Ce qu'il y a de manifeste et d'incontestable, indépendamment de tous les divers systèmes des philosophes, c'est que le concours fortuit des atomes ne produit jamais sans génération, en aucun endroit de la terre, ni lions, ni tigres, ni ours, ni éléphants, ni cerfs, ni bœufs, ni moutons, ni chats, ni chiens, ni chevaux : ils ne sont jamais produits que par l'accouplement de leurs semblables. Les deux animaux qui en produisent un troisième ne sont point les véritables auteurs de l'art qui éclate dans la composition de l'animal engendré par eux. Loin d'avoir l'industrie de l'exécuter, ils ne savent pas même comment est composé l'ouvrage qui résulte de leur génération; ils n'en connaissent aucun ressort particulier : ils n'ont été que des instruments aveugles et involontaires, appliqués à l'exécution d'un art merveilleux qui leur est absolument étranger et inconnu.
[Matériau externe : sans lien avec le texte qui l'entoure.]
#[cfg(test)]
mod tests {
    use super::*;

    fn promise(pairs: &[(&str, f64)]) -> FxHashMap<String, f64> {
        pairs.iter().map(|(n, p)| (n.to_string(), *p)).collect()
    }

    fn pool(names: &[&str]) -> Vec<String> {
        names.iter().map(|s| s.to_string()).collect()
    }

    #[test]
    fn heuristic_emits_ranked_k_subsets_without_scores() {
        let pool = pool(&["a", "b", "c"]);
        let promise = promise(&[("a", 0.9), ("b", 0.5), ("c", 0.1)]);
        let inputs = DiscoveryInputs {
            pool: &pool,
            promise: &promise,
            k: 2,
            pinned: &[],
            excluded: &[],
            base: None,
            max_combinations: 10,
            mode: DiscoveryMode::Heuristic,
        };
        let set = KeyDiscovery::discover(&inputs, &mut |_| 0.0).unwrap();
        assert_eq!(set.len(), 3);
        // Highest summed promise first.
        assert_eq!(set.combinations()[0], Combination::new(["a", "b"]));
        assert!(set.iter().all(|(_, p)| p == Provenance::Discovered));
    }

    #[test]
    fn pinned_combinations_are_always_included_and_labeled() {
        let pool = pool(&["a", "b", "c"]);
        let promise = promise(&[("a", 0.5), ("b", 0.5), ("c", 0.5)]);
        let pinned = vec![Combination::new(["c"])];
        let inputs = DiscoveryInputs {
            pool: &pool,
            promise: &promise,
            k: 2,
            pinned: &pinned,
            excluded: &[],
            base: None,
            max_combinations: 2,
            mode: DiscoveryMode::Heuristic,
        };
        let set = KeyDiscovery::discover(&inputs, &mut |_| 0.0).unwrap();
        assert_eq!(set.provenance(0), Provenance::UserPinned);
        assert_eq!(set.combinations()[0], Combination::new(["c"]));
    }

    #[test]
    fn excluded_combinations_are_never_discovered() {
        let pool = pool(&["a", "b", "c"]);
        let promise = promise(&[("a", 0.9), ("b", 0.8), ("c", 0.1)]);
        let excluded = vec![Combination::new(["a", "b"])];
        let inputs = DiscoveryInputs {
            pool: &pool,
            promise: &promise,
            k: 2,
            pinned: &[],
            excluded: &excluded,
            base: None,
            max_combinations: 10,
            mode: DiscoveryMode::Heuristic,
        };
        let set = KeyDiscovery::discover(&inputs, &mut |_| 0.0).unwrap();
        assert!(!set.combinations().contains(&Combination::new(["a", "b"])));
        assert_eq!(set.len(), 2);
    }

    #[test]
    fn k_larger_than_pool_is_a_parameter_error() {
        let pool = pool(&["a", "b"]);
        let promise = promise(&[]);
        let inputs = DiscoveryInputs {
            pool: &pool,
            promise: &promise,
            k: 3,
            pinned: &[],
            excluded: &[],
            base: None,
            max_combinations: 10,
            mode: DiscoveryMode::Heuristic,
        };
        let err = KeyDiscovery::discover(&inputs, &mut |_| 0.0).unwrap_err();
        assert!(matches!(err, AnalysisError::Parameter { .. }));
        assert!(err.to_string().contains('3'));
    }

    #[test]
    fn unknown_column_in_pinned_is_a_parameter_error() {
        let pool = pool(&["a", "b"]);
        let promise = promise(&[]);
        let pinned = vec![Combination::new(["ghost"])];
        let inputs = DiscoveryInputs {
            pool: &pool,
            promise: &promise,
            k: 1,
            pinned: &pinned,
            excluded: &[],
            base: None,
            max_combinations: 10,
            mode: DiscoveryMode::Heuristic,
        };
        let err = KeyDiscovery::discover(&inputs, &mut |_| 0.0).unwrap_err();
        assert!(err.to_string().contains("ghost"));
    }

    #[test]
    fn large_pool_forces_intelligent_mode() {
        let mode = KeyDiscovery::resolve_mode(5, 300, false, false);
        assert_eq!(mode, DiscoveryMode::Intelligent);
        // Guard also forces it when the pool is small but C(n, k) huge.
        let mode = KeyDiscovery::resolve_mode(10, 40, false, false);
        assert_eq!(mode, DiscoveryMode::Intelligent);
        let mode = KeyDiscovery::resolve_mode(2, 10, false, false);
        assert_eq!(mode, DiscoveryMode::Heuristic);
    }

    #[test]
    fn intelligent_stays_under_the_test_budget() {
        let names: Vec<String> = (0..300).map(|i| format!("col{i:03}")).collect();
        let promise: FxHashMap<String, f64> =
            names.iter().map(|n| (n.clone(), 0.5)).collect();
        let inputs = DiscoveryInputs {
            pool: &names,
            promise: &promise,
            k: 5,
            pinned: &[],
            excluded: &[],
            base: None,
            max_combinations: 50,
            mode: DiscoveryMode::Intelligent,
        };
        let mut tested = 0usize;
        let set = KeyDiscovery::discover(&inputs, &mut |_| {
            tested += 1;
            60.0
        })
        .unwrap();
        assert!(tested <= INTELLIGENT_MAX_TESTED, "tested {tested}");
        assert!(!set.is_empty());
        assert!(set.len() <= 50);
    }

    #[test]
    fn intelligent_stops_on_a_perfect_key() {
        let names = pool(&["a", "b", "c", "d"]);
        let promise: FxHashMap<String, f64> =
            names.iter().map(|n| (n.clone(), 0.5)).collect();
        let inputs = DiscoveryInputs {
            pool: &names,
            promise: &promise,
            k: 2,
            pinned: &[],
            excluded: &[],
            base: None,
            max_combinations: 50,
            mode: DiscoveryMode::Intelligent,
        };
        let target = Combination::new(["a", "b"]);
        let mut tested = 0usize;
        let set = KeyDiscovery::discover(&inputs, &mut |c| {
            tested += 1;
            if *c == target {
                100.0
            } else {
                55.0
            }
        })
        .unwrap();
        // Perfect key found at size 2: no size-3 candidates were tested.
        assert!(tested <= 6, "tested {tested}");
        assert_eq!(set.combinations()[0], target);
    }

    #[test]
    fn intelligent_respects_base_supersets() {
        let names = pool(&["a", "b", "c", "d"]);
        let promise: FxHashMap<String, f64> =
            names.iter().map(|n| (n.clone(), 0.5)).collect();
        let base = Combination::new(["a"]);
        let inputs = DiscoveryInputs {
            pool: &names,
            promise: &promise,
            k: 2,
            pinned: &[],
            excluded: &[],
            base: Some(&base),
            max_combinations: 50,
            mode: DiscoveryMode::Intelligent,
        };
        let set = KeyDiscovery::discover(&inputs, &mut |_| 90.0).unwrap();
        assert!(!set.is_empty());
        for combination in set.combinations() {
            assert!(combination.is_superset_of(&base), "{combination}");
        }
    }
}
//! Table query modules. All statements are parameterized and
//! prepared-cached; writes use upsert semantics on natural keys.

pub mod chunks;
pub mod results;
pub mod runs;
pub mod stages;
pub mod summaries;

use tally_core::Combination;

/// Combinations are stored as JSON arrays of column names in
/// projection order.
pub(crate) fn combination_to_json(combination: &Combination) -> String {
    serde_json::to_string(combination.columns()).expect("column names serialize")
}

pub(crate) fn combination_from_json(json: &str) -> Combination {
    match serde_json::from_str::<Vec<String>>(json) {
        Ok(columns) => Combination::new(columns),
        Err(e) => {
            tracing::warn!(error = %e, "corrupt combination JSON in store, substituting empty");
            Combination::new(Vec::<String>::new())
        }
    }
}

pub(crate) fn combination_list_to_json(combinations: &[Combination]) -> String {
    let lists: Vec<&[String]> = combinations.iter().map(|c| c.columns()).collect();
    serde_json::to_string(&lists).expect("column names serialize")
}

pub(crate) fn combination_list_from_json(json: &str) -> Vec<Combination> {
    match serde_json::from_str::<Vec<Vec<String>>>(json) {
        Ok(lists) => lists.into_iter().map(Combination::new).collect(),
        Err(e) => {
            tracing::warn!(error = %e, "corrupt combination list JSON in store, substituting empty");
            Vec::new()
        }
    }
}
//! Pluggable data-quality pre-stage.
//!
//! The run calls whatever profiler is installed; the default reports
//! header problems and per-column null rates from the profiling
//! sample. Profiler failures downgrade to a stage note — they never
//! fail the run.

use serde_json::{json, Value};
use tally_core::errors::AnalysisError;
use tally_core::types::side::Side;
use tally_core::FxHashSet;

use crate::reader::{FileProfile, Row};

/// A data-quality profiler for one submitted run.
pub trait QualityProfiler: Send + Sync {
    /// Produce a JSON report over both sides' profiles and samples.
    fn profile(
        &self,
        profile_a: &FileProfile,
        sample_a: &[Row],
        profile_b: &FileProfile,
        sample_b: &[Row],
    ) -> Result<Value, AnalysisError>;
}

/// The default profiler.
#[derive(Debug, Default, Clone, Copy)]
pub struct BasicQualityProfiler;

impl QualityProfiler for BasicQualityProfiler {
    fn profile(
        &self,
        profile_a: &FileProfile,
        sample_a: &[Row],
        profile_b: &FileProfile,
        sample_b: &[Row],
    ) -> Result<Value, AnalysisError> {
        Ok(json!({
            "a": side_report(Side::A, profile_a, sample_a),
            "b": side_report(Side::B, profile_b, sample_b),
        }))
    }
}

fn side_report(side: Side, profile: &FileProfile, sample: &[Row]) -> Value {
    let mut duplicate_headers: Vec<&str> = Vec::new();
    let mut seen: FxHashSet<&str> = FxHashSet::default();
    for name in &profile.header {
        if !seen.insert(name.as_str()) {
            duplicate_headers.push(name.as_str());
        }
    }
    let blank_headers = profile.header.iter().filter(|h| h.trim().is_empty()).count();

    let null_rates: Vec<Value> = profile
        .header
        .iter()
        .enumerate()
        .map(|(i, name)| {
            let nulls = sample
                .iter()
                .filter(|row| row.get(i).map(|v| v.is_empty()).unwrap_or(true))
                .count();
            let rate = if sample.is_empty() {
                0.0
            } else {
                nulls as f64 / sample.len() as f64
            };
            json!({ "column": name, "null_rate": rate })
        })
        .collect();

    json!({
        "side": side.as_str(),
        "path": profile.path.display().to_string(),
        "row_count_estimate": profile.row_count_estimate,
        "estimated": profile.estimated,
        "column_count": profile.header.len(),
        "duplicate_headers": duplicate_headers,
        "blank_headers": blank_headers,
        "sampled_rows": sample.len(),
        "columns": null_rates,
    })
}
//! External reconciliation: hash-partition both sides' rows to spill
//! files, then process each partition independently with per-partition
//! key sets. A single writer keeps chunk indices globally increasing
//! per category across partitions.

use std::fs::{self, File};
use std::path::PathBuf;
use std::sync::Arc;

use tally_core::constants::ROWS_PER_CHECK;
use tally_core::errors::AnalysisError;
use tally_core::traits::IExportChunks;
use tally_core::types::results::{ComparisonSummary, ExportCategory};
use tally_core::types::side::Side;
use tally_core::{FxHashSet, RunCancellation};
use xxhash_rust::xxh3::xxh3_64;

use super::{key_indices, CategorySamples, ReconcileOutcome, ReconcileRequest};
use crate::export::{ExportRecord, ExportSpec, ExportWriter};
use crate::keys::{key_parts, project_key};
use crate::limits::checkpoint;
use crate::reader::RowStream;

pub(super) fn external(
    request: &ReconcileRequest<'_>,
    spec: &ExportSpec,
    chunk_store: &Arc<dyn IExportChunks>,
) -> Result<ReconcileOutcome, AnalysisError> {
    let partitions = request.partitions.max(2);
    fs::create_dir_all(&request.tmp_dir)?;

    let part_paths = |side: Side| -> Vec<PathBuf> {
        (0..partitions)
            .map(|p| {
                request.tmp_dir.join(format!(
                    "partition_{}_{}_{p:03}.csv",
                    spec.combination_hash,
                    side.as_str().to_lowercase()
                ))
            })
            .collect()
    };
    let paths_a = part_paths(Side::A);
    let paths_b = part_paths(Side::B);

    let mut spilled_bytes = 0u64;
    let mut rows_processed = 0u64;

    let spill_result = (|| -> Result<(), AnalysisError> {
        spill_side(
            request,
            request.profile_a,
            &paths_a,
            partitions,
            &mut spilled_bytes,
            &mut rows_processed,
        )?;
        spill_side(
            request,
            request.profile_b,
            &paths_b,
            partitions,
            &mut spilled_bytes,
            &mut rows_processed,
        )
    })();
    if let Err(e) = spill_result {
        cleanup(&paths_a, &paths_b);
        return Err(e);
    }

    let writer_cancel = RunCancellation::new();
    let writer = ExportWriter::spawn(
        spec.clone(),
        Arc::clone(chunk_store),
        writer_cancel.clone(),
    )
    .map_err(AnalysisError::Export)?;

    let mut samples = CategorySamples::default();
    let limit = request.cache_sample_limit;
    let mut matched_total = 0u64;
    let mut total_a = 0u64;
    let mut total_b = 0u64;

    let result = (|| -> Result<(), AnalysisError> {
        for p in 0..partitions {
            checkpoint(request.cancellation, request.deadline.as_ref())?;

            // Load this partition's A keys.
            let mut sa_p: FxHashSet<String> = FxHashSet::default();
            for_each_spilled(&paths_a[p], |key, _row| {
                sa_p.insert(key.to_string());
                Ok(())
            })?;

            // Stream B's partition: mark matches, emit only-B.
            let mut b_seen_p: FxHashSet<String> = FxHashSet::default();
            let mut matched_p: FxHashSet<String> = FxHashSet::default();
            for_each_spilled(&paths_b[p], |key, row| {
                if !b_seen_p.insert(key.to_string()) {
                    return Ok(());
                }
                if sa_p.contains(key) {
                    matched_p.insert(key.to_string());
                } else {
                    samples.push(ExportCategory::OnlyB, key, limit);
                    writer
                        .send(ExportRecord {
                            category: ExportCategory::OnlyB,
                            key_parts: key_parts(key),
                            row,
                        })
                        .map_err(AnalysisError::Export)?;
                }
                Ok(())
            })?;

            // Re-stream A's partition: emit matched and only-A.
            let mut a_emitted_p: FxHashSet<String> = FxHashSet::default();
            for_each_spilled(&paths_a[p], |key, row| {
                if !a_emitted_p.insert(key.to_string()) {
                    return Ok(());
                }
                let category = if matched_p.contains(key) {
                    ExportCategory::Matched
                } else {
                    ExportCategory::OnlyA
                };
                samples.push(category, key, limit);
                writer
                    .send(ExportRecord {
                        category,
                        key_parts: key_parts(key),
                        row,
                    })
                    .map_err(AnalysisError::Export)?;
                Ok(())
            })?;

            matched_total += matched_p.len() as u64;
            total_a += a_emitted_p.len() as u64;
            total_b += b_seen_p.len() as u64;
        }
        Ok(())
    })();

    cleanup(&paths_a, &paths_b);

    match result {
        Ok(()) => {
            let chunks = writer.finish().map_err(AnalysisError::Export)?;
            Ok(ReconcileOutcome {
                summary: ComparisonSummary {
                    run_id: request.run_id,
                    combination: request.combination.clone(),
                    matched: matched_total,
                    only_a: total_a.saturating_sub(matched_total),
                    only_b: total_b.saturating_sub(matched_total),
                    total_a,
                    total_b,
                    generated_at: request.generated_at,
                },
                samples,
                chunks,
                external_mode: true,
            })
        }
        Err(e) => {
            writer_cancel.cancel();
            drop(writer);
            Err(e)
        }
    }
}

/// Stream one side into its partition files. Spill records are
/// `[key, field...]`.
fn spill_side(
    request: &ReconcileRequest<'_>,
    profile: &crate::reader::FileProfile,
    paths: &[PathBuf],
    partitions: usize,
    spilled_bytes: &mut u64,
    rows_processed: &mut u64,
) -> Result<(), AnalysisError> {
    let indices = key_indices(profile, request.combination)?;
    let mut writers: Vec<csv::Writer<File>> = paths
        .iter()
        .map(|p| Ok(csv::Writer::from_writer(File::create(p)?)))
        .collect::<Result<_, std::io::Error>>()?;

    for row in RowStream::open(profile)? {
        let row = row?;
        *rows_processed += 1;
        if *rows_processed % ROWS_PER_CHECK == 0 {
            checkpoint(request.cancellation, request.deadline.as_ref())?;
            if let Some(progress) = request.progress {
                progress(*rows_processed);
            }
        }
        let key = project_key(&row, &indices);
        *spilled_bytes += key.len() as u64 + row.iter().map(|f| f.len() as u64 + 1).sum::<u64>();
        if *spilled_bytes > request.temp_budget_bytes {
            return Err(AnalysisError::TempBudget {
                message: format!(
                    "reconciliation spill exceeded {} bytes",
                    request.temp_budget_bytes
                ),
            });
        }
        let p = (xxh3_64(key.as_bytes()) % partitions as u64) as usize;
        let mut record = Vec::with_capacity(row.len() + 1);
        record.push(key);
        record.extend(row);
        writers[p].write_record(&record).map_err(|e| AnalysisError::Io {
            message: e.to_string(),
        })?;
    }
    for w in &mut writers {
        w.flush()?;
    }
    Ok(())
}

fn for_each_spilled(
    path: &PathBuf,
    mut f: impl FnMut(&str, Vec<String>) -> Result<(), AnalysisError>,
) -> Result<(), AnalysisError> {
    let mut reader = csv::ReaderBuilder::new()
        .has_headers(false)
        .flexible(true)
        .from_reader(File::open(path)?);
    for record in reader.records() {
        let record = record.map_err(|e| AnalysisError::Io {
            message: e.to_string(),
        })?;
        let key = record.get(0).unwrap_or("");
        let row: Vec<String> = record.iter().skip(1).map(String::from).collect();
        f(key, row)?;
    }
    Ok(())
}

fn cleanup(paths_a: &[PathBuf], paths_b: &[PathBuf]) {
    for path in paths_a.iter().chain(paths_b) {
        let _ = fs::remove_file(path);
    }
}
//! Engine-wide constants. Tunables that operators may need to change
//! live in [`crate::config::EngineConfig`] instead.

/// Hard cap on combinations scored per run in heuristic mode.
pub const MAX_COMBINATIONS_PER_RUN: usize = 50;

/// Hard cap on candidates tested by intelligent discovery.
pub const INTELLIGENT_MAX_TESTED: usize = 2_000;

/// If C(pool, k) exceeds this, enumeration is refused and discovery
/// switches to intelligent mode.
pub const MAX_ENUMERATION: u64 = 100_000;

/// Pool size above which intelligent discovery is selected automatically.
pub const INTELLIGENT_POOL_THRESHOLD: usize = 50;

/// Columns kept after the intelligent-mode pool reduction.
pub const INTELLIGENT_POOL_CAP: usize = 30;

/// Beam width for intelligent discovery.
pub const INTELLIGENT_BEAM_WIDTH: usize = 10;

/// Maximum combination size reached by intelligent discovery.
pub const INTELLIGENT_MAX_SIZE: usize = 10;

/// Row count above which the uniqueness analyzer samples.
pub const SAMPLE_THRESHOLD: u64 = 50_000;

/// Separator joining column values into a key. Stripped from field
/// values by the reader after CSV unquoting, so the join is unambiguous.
pub const KEY_SEPARATOR: char = '\u{1f}';

/// Internal representation of a null field inside a key. Distinct from
/// the empty string and cannot appear in reader output.
pub const NULL_FIELD: &str = "\u{1}\u{3}";

/// User-visible rendering of a null key component in exports, cache
/// samples, and API payloads.
pub const NULL_DISPLAY: &str = "<null>";

/// Default export chunk rollover: rows.
pub const DEFAULT_CHUNK_ROWS: usize = 10_000;

/// Default export chunk rollover: bytes.
pub const DEFAULT_CHUNK_BYTES: u64 = 1024 * 1024;

/// Keys sampled per category into a comparison cache entry.
pub const CACHE_SAMPLE_LIMIT: usize = 100;

/// Rows between cancellation / deadline checkpoints while streaming.
pub const ROWS_PER_CHECK: u64 = 8_192;

/// Bytes of file head inspected for delimiter detection.
pub const SNIFF_BYTES: usize = 64 * 1024;

/// Files below this size may use the estimated row count; above it a
/// linear scan is mandatory before any sampling decision.
pub const ESTIMATE_SIZE_CAP: u64 = 256 * 1024 * 1024;

/// Maximum page size served by paginated endpoints.
pub const MAX_PAGE_SIZE: usize = 500;

/// Delimiter candidates in tie-break order.
pub const DELIMITER_CANDIDATES: [u8; 5] = [b',', b'\t', b'|', b';', b' '];
//! Batched asynchronous writes on a dedicated thread.

pub mod commands;
pub mod writer;

pub use commands::BatchCommand;
pub use writer::{BatchWriter, WriteStats};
D'où vient-il, cet art si merveilleux qui n'est point le leur ? Quelle puissance et quelle industrie sait employer, pour des ouvrages d'un dessin si ingénieux, des instruments si incapables de savoir ce qu'ils font, ni d'en avoir aucune vue? Il est inutile de supposer que les bêtes ont de la connaissance. Donnez-leur-en tant qu'il vous plaira dans les autres choses, du moins il faut avouer qu'elles n'ont, dans la génération, aucune part à l'industrie qui éclate dans la composition des animaux qu'elles produisent.

Allons même plus loin, et supposons tout ce qu'on raconte de plus étonnant de l'industrie des animaux. Admirons, tant qu'on le voudra, la certitude avec laquelle un chien s'élance

dans le troisième chemin, dès qu'il a senti que la bête qu'il poursuit n'a laissé aucune odeur dans les deux premiers. Admirons la biche qui jette, dit-on, loin d'elle son petit faon dans quelque lieu caché, afin que les chiens ne puissent le découvrir par la senteur de sa piste. Admirons jusqu'à l'araignée, qui tend, par ses filets, des piéges subtils aux moucherons pour les enlacer et pour les surprendre avant qu'ils puissent se débarrasser. Admirons encore, s'il le faut, le héron, qui met, dit-on, sa tête sous son aile pour cacher dans ses plumes son bec, dont il veut percer l'estomac de l'oiseau de proie qui fond sur lui. Supposons tous ces faits merveilleux : la nature entière est pleine de ces prodiges. Mais qu'en faut-il conclure sérieusement? Si on n'y prend bien garde, ils prouveront trop. Dirons-nous que les bêtes ont plus de raison que nous? Leur instinct a sans doute plus de certitude que nos conjectures. Elles n'ont étudié ni dialectique, ni géométrie, ni mécanique; elles n'ont aucune méthode, aucune science, ni aucune culture : ce qu'elles font, elles le font sans l'avoir étudié ni préparé; elles le font tout d'un coup, et sans tenir conseil. Nous nous trompons à toute heure, après avoir bien raisonné ensemble pour elles, sans raisonner, elles exécutent, à toute heure, ce qui paraît demander le plus de choix et de justesse ; leur instinct est infaillible en beaucoup de choses.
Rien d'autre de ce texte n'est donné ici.